Search the data below for "filename"; list each line that holds it.

[Items from a data source]

■ ■ ■ ■

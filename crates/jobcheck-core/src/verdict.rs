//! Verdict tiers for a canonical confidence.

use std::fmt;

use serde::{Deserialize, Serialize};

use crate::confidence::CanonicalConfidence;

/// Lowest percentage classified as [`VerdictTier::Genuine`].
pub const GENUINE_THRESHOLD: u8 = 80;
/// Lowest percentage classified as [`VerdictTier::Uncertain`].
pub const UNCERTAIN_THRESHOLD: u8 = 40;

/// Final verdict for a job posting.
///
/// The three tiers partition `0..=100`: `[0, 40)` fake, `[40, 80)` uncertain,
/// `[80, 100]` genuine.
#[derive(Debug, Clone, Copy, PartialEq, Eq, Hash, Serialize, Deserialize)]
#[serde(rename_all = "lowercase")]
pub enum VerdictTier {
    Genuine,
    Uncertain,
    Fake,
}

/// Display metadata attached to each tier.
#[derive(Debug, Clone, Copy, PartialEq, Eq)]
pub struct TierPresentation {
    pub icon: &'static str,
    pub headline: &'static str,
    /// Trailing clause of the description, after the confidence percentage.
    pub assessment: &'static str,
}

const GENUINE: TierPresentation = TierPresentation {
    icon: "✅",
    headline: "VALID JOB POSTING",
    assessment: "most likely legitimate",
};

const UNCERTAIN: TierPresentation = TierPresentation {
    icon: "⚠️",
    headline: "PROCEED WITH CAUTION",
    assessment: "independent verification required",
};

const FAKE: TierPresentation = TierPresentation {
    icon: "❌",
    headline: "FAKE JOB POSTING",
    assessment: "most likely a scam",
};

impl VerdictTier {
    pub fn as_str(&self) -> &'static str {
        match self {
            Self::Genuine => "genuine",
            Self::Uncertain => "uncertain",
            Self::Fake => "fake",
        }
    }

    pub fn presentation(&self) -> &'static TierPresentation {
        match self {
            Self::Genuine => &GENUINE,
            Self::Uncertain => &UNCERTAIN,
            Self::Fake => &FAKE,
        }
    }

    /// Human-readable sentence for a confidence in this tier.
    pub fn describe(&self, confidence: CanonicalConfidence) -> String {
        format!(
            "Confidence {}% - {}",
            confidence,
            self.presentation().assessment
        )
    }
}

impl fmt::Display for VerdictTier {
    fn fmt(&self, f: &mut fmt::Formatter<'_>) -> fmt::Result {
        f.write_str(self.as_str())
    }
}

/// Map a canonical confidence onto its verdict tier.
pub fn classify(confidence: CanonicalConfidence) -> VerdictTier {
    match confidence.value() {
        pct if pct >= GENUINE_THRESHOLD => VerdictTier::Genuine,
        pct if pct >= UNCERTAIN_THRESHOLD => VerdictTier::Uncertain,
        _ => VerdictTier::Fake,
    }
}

■ ■ ■ ■

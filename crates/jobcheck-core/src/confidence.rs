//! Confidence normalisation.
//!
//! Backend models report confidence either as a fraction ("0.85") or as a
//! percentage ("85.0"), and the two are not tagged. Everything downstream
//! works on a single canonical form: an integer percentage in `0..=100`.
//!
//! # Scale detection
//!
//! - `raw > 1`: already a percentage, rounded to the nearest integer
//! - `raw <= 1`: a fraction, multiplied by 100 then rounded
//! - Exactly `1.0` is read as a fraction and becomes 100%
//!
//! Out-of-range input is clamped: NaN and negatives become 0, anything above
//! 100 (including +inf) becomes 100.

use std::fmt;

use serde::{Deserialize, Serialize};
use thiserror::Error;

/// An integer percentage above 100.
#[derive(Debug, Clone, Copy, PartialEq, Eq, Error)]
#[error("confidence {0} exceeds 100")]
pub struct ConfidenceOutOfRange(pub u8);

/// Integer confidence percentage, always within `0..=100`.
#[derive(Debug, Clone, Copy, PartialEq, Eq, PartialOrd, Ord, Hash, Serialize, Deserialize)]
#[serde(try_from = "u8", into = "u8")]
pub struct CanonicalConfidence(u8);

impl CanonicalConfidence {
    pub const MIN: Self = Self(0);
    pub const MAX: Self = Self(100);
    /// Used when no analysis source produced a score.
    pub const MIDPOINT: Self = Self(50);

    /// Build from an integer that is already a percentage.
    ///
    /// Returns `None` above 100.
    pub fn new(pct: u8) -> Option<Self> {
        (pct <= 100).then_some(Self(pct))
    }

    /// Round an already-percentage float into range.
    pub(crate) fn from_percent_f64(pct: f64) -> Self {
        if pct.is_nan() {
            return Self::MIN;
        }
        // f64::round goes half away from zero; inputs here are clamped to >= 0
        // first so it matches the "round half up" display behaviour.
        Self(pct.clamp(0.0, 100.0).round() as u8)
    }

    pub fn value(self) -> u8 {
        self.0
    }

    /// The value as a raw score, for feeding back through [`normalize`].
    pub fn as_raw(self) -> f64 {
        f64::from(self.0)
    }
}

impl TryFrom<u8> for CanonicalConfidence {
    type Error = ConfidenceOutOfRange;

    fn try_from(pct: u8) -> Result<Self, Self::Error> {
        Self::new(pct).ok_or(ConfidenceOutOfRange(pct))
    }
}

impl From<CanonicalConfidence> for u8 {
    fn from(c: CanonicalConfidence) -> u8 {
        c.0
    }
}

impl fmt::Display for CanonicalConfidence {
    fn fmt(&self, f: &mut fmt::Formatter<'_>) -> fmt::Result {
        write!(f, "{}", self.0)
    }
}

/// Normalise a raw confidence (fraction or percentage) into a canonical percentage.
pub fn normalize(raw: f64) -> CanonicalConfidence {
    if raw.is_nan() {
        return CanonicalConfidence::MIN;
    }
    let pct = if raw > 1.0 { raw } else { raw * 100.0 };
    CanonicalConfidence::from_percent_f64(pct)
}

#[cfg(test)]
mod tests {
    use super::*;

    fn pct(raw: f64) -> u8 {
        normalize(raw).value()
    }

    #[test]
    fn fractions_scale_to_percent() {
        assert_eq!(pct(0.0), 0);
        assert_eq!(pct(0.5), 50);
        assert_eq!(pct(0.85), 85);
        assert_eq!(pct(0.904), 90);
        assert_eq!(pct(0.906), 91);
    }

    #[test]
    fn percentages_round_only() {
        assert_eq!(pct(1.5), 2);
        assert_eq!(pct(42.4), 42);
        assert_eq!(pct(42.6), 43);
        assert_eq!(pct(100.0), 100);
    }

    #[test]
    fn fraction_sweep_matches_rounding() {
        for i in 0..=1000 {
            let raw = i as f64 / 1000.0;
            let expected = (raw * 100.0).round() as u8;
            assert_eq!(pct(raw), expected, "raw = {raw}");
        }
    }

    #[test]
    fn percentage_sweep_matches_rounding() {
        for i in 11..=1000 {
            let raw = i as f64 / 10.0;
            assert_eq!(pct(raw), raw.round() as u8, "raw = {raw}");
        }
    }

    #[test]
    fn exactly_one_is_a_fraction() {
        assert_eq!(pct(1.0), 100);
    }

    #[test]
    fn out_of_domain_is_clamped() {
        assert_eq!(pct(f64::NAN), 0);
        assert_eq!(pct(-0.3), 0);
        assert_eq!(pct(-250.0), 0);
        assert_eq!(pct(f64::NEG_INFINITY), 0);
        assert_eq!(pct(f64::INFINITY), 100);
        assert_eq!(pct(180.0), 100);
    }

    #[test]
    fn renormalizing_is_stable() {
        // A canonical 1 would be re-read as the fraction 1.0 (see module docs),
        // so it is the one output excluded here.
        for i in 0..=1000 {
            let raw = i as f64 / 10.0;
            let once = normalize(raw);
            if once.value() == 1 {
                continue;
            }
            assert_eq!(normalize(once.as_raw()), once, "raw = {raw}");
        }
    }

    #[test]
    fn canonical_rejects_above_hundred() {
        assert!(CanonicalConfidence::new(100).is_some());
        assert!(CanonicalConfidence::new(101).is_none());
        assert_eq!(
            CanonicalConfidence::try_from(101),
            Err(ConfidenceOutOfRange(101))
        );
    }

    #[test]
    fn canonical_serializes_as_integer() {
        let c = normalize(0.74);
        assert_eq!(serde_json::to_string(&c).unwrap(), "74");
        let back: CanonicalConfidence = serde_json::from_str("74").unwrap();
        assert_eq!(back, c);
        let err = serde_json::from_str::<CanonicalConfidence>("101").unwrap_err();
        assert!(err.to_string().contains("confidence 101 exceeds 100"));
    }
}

■ ■ ■ ■

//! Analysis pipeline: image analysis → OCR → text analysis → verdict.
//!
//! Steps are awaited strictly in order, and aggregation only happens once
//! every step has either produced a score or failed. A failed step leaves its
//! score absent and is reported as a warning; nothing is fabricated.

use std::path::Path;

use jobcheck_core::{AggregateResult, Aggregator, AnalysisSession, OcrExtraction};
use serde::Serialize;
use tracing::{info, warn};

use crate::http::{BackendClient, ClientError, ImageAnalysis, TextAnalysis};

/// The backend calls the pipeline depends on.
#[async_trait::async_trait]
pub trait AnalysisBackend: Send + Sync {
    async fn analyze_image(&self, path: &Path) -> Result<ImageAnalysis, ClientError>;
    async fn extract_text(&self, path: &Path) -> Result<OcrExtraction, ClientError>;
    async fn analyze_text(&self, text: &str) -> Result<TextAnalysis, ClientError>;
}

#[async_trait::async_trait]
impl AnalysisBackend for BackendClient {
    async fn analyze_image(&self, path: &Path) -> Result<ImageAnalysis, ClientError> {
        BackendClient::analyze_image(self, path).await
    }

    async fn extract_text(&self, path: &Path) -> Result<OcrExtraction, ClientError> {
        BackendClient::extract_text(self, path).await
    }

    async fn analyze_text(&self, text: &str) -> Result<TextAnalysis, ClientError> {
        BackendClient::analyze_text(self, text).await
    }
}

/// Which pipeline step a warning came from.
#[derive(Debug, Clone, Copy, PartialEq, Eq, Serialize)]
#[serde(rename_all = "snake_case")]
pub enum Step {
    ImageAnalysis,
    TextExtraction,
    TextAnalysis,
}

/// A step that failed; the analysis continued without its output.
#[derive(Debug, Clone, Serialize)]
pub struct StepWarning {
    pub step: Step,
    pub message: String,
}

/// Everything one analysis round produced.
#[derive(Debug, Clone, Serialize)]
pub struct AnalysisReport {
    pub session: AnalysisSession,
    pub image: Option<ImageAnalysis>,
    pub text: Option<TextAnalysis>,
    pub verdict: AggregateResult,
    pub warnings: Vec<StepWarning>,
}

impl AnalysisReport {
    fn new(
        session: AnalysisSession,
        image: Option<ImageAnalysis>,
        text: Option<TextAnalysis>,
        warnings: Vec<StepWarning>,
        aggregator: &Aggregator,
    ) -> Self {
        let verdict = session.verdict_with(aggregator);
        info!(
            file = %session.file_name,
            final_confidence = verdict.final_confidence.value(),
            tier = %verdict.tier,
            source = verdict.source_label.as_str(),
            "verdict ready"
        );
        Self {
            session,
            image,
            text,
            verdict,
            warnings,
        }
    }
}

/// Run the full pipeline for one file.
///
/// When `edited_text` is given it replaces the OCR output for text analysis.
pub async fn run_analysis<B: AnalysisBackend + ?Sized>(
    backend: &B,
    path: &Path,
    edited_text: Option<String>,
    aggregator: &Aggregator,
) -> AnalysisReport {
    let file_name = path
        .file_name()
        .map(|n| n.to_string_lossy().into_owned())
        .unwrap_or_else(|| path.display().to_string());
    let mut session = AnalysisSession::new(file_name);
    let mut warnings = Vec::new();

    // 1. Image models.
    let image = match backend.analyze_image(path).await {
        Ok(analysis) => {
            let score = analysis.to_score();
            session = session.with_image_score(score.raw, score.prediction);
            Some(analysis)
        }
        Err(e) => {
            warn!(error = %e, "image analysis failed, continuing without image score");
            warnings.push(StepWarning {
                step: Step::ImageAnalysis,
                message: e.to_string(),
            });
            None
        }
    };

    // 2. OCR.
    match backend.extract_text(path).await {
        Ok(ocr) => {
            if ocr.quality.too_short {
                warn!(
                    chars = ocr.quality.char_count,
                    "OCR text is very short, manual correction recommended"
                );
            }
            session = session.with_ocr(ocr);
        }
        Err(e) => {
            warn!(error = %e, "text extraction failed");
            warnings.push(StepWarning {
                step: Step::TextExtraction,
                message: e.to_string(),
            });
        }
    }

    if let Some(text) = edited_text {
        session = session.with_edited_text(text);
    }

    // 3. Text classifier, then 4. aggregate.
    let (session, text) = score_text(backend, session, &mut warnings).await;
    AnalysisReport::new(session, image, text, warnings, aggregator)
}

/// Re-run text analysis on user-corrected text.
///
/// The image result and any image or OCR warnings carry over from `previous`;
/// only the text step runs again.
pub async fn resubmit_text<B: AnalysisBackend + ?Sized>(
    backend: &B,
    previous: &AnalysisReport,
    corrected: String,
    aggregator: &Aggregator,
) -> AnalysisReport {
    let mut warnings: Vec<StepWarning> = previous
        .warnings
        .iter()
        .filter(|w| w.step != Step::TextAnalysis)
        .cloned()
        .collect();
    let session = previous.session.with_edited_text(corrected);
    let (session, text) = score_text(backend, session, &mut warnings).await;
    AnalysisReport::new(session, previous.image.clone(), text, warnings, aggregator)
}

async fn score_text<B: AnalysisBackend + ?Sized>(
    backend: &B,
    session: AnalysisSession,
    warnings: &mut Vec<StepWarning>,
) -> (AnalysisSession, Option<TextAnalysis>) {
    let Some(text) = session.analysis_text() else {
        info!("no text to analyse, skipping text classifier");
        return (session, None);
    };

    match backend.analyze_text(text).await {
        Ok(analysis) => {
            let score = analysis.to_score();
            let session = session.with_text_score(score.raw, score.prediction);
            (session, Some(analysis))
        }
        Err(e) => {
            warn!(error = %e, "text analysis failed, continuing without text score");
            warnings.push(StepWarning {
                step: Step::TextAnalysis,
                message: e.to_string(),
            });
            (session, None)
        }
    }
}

■ ■ ■ ■

- Solution to this problem
filename crates/jobcheck-core/src/verdict.rs
filename crates/jobcheck-core/src/confidence.rs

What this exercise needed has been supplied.